We will engage theoretical discussions from Winckelmann, Lessing, Goethe, Freud, Heidegger, Benjamin, Lacan, Derrida, Butler, and Nancy; visual examples by Grünewald, C.D. Friedrich, van Gogh, Klee, G. Richter, and others; and literary readings by Kleist, Stifter, Wedekind, Jensen, Rilke, Kafka, and Sebald.

Topics: Berlin, Vienna, Prague 671 (in English) (3 credits)      
16:470:671:01
M 4:30 - 7:10pm, 172 College Ave, Seminar Room
Professor Peter Demetz

The course will examine selected scenes from the cultural history of these three cities, beginning with ancient settlements and extending through the age of kings and emperors, with special emphasis on the vicissitudes of the Jewish communities, and the years from the revolution of 1848 to the aftermath of World War II. Texts by Lessing, Fontane, and Christa Wolf; Stifter, Schnitzler, and Ingeborg Bachmann; the Czech poets (Mácha and Nezval), Rilke, and Kafka.
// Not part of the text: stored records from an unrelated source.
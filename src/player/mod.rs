//! First-person player: look, grounded movement and the hookshot.
//!
//! The controller itself (`controller::tick`) is engine-agnostic and talks to
//! the world through `ControllerHost`. The rest of this module wires it into
//! Bevy: input sampling, the `WorldHost` adapter, rig spawning and the
//! presentation systems.
//!
//! # Example:
//!
//! ```ignore
//! app.add_plugins(PlayerControllerPlugin);
//! // in a startup system
//! spawn_player(&mut commands, &mut meshes, &mut materials, &settings, Vec3::Y * 2.0, ());
//! ```
pub mod camera;
pub mod controller;
pub mod effects;
pub mod fov;
pub mod hookshot;
pub mod host;
pub mod input;
pub mod movement;
pub mod physics;
pub mod rig;

use bevy::prelude::*;

pub use camera::{cursor_grab, lock_cursor, PlayerLook};
pub use controller::{tick, ControllerHost, PlayerController};
pub use effects::HookshotPresentation;
pub use fov::CameraFov;
pub use hookshot::{FlightExit, HookshotEvent, HookshotState};
pub use host::{player_controller, WorldHost};
pub use input::{gather_input, ControllerInput};
pub use physics::{BoxCollider, CharacterBody, StaticCollider};
pub use rig::{spawn_player, validate_player_rigs, PlayerRig};

/// Marks the player body entity.
#[derive(Component, Debug, Default)]
pub struct Player;

/// Ordering of the per-frame player work.
#[derive(SystemSet, Debug, Clone, Copy, PartialEq, Eq, Hash)]
pub enum PlayerSet {
    Input,
    Simulate,
    Present,
}

/// Registers the controller, its input and its presentation systems.
pub struct PlayerControllerPlugin;

impl Plugin for PlayerControllerPlugin {
    fn build(&self, app: &mut App) {
        app.add_event::<HookshotEvent>()
            .configure_sets(
                Update,
                (PlayerSet::Input, PlayerSet::Simulate, PlayerSet::Present).chain(),
            )
            .add_systems(Startup, lock_cursor)
            .add_systems(PostStartup, validate_player_rigs)
            .add_systems(Update, (cursor_grab, gather_input).chain().in_set(PlayerSet::Input))
            .add_systems(Update, player_controller.in_set(PlayerSet::Simulate))
            .add_systems(
                Update,
                (
                    (
                        effects::sync_camera_rig,
                        effects::sync_rope,
                        effects::sync_anchor_marker,
                        effects::sync_speed_lines,
                    ),
                    (fov::ease_camera_fov, effects::animate_speed_lines),
                )
                    .chain()
                    .in_set(PlayerSet::Present),
            )
            .add_systems(Update, log_hookshot_events.after(PlayerSet::Simulate));
    }
}

fn log_hookshot_events(mut events: EventReader<HookshotEvent>) {
    for event in events.read() {
        info!("hookshot: {event:?}");
    }
}
//! Camera control and cursor helpers.
//!
//! `PlayerLook` holds the body yaw and camera pitch and applies look deltas.
//! `cursor_grab` toggles cursor lock/visibility in response to input, and
//! `lock_cursor` grabs the cursor once at startup.

use bevy::prelude::*;
use bevy::window::{CursorGrabMode, PrimaryWindow};

/// Stores the player's look orientation in degrees.
///
/// - `yaw`: body rotation around the vertical axis, positive turns right.
/// - `pitch`: camera tilt, positive looks down, clamped to the configured limit.
#[derive(Debug, Clone, Copy, Default, PartialEq)]
pub struct PlayerLook {
    /// Horizontal angle (degrees).
    pub yaw: f32,
    /// Vertical angle (degrees).
    pub pitch: f32,
}

impl PlayerLook {
    /// Apply a look delta (x right-positive, y up-positive) and clamp the pitch.
    ///
    /// Public so benchmarks/systems can call the same logic.
    pub fn apply_delta(&mut self, delta: Vec2, settings: &crate::settings::Settings) {
        let sensitivity = settings.controls.mouse_sensitivity;
        let limit = settings.camera.pitch_limit.abs();

        self.yaw += delta.x * sensitivity;
        self.pitch -= delta.y * sensitivity;
        self.pitch = self.pitch.clamp(-limit, limit);
    }

    /// Rotation of the body: yaw only.
    #[must_use]
    pub fn body_rotation(&self) -> Quat {
        Quat::from_rotation_y(-self.yaw.to_radians())
    }

    /// Local rotation of the camera relative to the body: pitch only.
    #[must_use]
    pub fn camera_tilt(&self) -> Quat {
        Quat::from_rotation_x(-self.pitch.to_radians())
    }

    /// World-space view direction.
    #[must_use]
    pub fn view_forward(&self) -> Vec3 {
        self.body_rotation() * self.camera_tilt() * Vec3::NEG_Z
    }

    /// Horizontal forward axis used for walking.
    #[must_use]
    pub fn walk_forward(&self) -> Vec3 {
        self.body_rotation() * Vec3::NEG_Z
    }

    /// Horizontal right axis used for strafing.
    #[must_use]
    pub fn walk_right(&self) -> Vec3 {
        self.body_rotation() * Vec3::X
    }
}

/// Grab and hide the cursor once the primary window exists.
pub fn lock_cursor(mut wq: Query<&mut Window, With<PrimaryWindow>>) {
    if let Ok(mut w) = wq.get_single_mut() {
        w.cursor.grab_mode = CursorGrabMode::Locked;
        w.cursor.visible = false;
    }
}

/// Toggle cursor grab and visibility.
///
/// # Arguments
/// * `wq` - mutable window query to change cursor state
/// * `mb` - mouse button input to detect left-click for grabbing
/// * `kb` - keyboard input to detect the pause key to release cursor
#[allow(clippy::needless_pass_by_value)]
pub fn cursor_grab(
    mut wq: Query<&mut Window, With<PrimaryWindow>>,
    mb: Res<ButtonInput<MouseButton>>,
    kb: Res<ButtonInput<KeyCode>>,
    settings: Res<crate::settings::Settings>,
) {
    let Ok(mut w) = wq.get_single_mut() else { return };
    if mb.just_pressed(MouseButton::Left) {
        w.cursor.grab_mode = CursorGrabMode::Locked;
        w.cursor.visible = false;
    }

    let pause_kc = settings.controls.key_for("pause", KeyCode::Escape);
    if kb.just_pressed(pause_kc) {
        w.cursor.grab_mode = CursorGrabMode::None;
        w.cursor.visible = true;
    }
}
Lectures and discussion in English; texts in German and/or English.

This course is recommended for advanced undergraduates and graduate students. Requirements may differ for students taking the course at the graduate level.

Topics: Agamben: Texts and Context 672 (in English) (3 credits)      
16:470:672:01
Cross-listed with Comparative Literature, 16:195:605:01
W 4:30 - 7:10pm, 172 College Ave, Seminar Room     
Professor Eva Geulen, Visiting Professor

Giorgio Agamben’s explorations of biopolitics, sovereign power and the archaic legal figure of the ‘homo sacer’ have been discussed intensely since the initial volume appeared in English (2000) and German (2002) in a variety of fields and disciplines, from Political Science to the Arts, from Literary Criticism to Legal Studies. In this class (open to graduate students from all disciplines) we will try to assess the viability of Agamben’s general approach and theoretical edifice by juxtaposing some of his most significant primary sources to the way they have been appropriated by Agamben.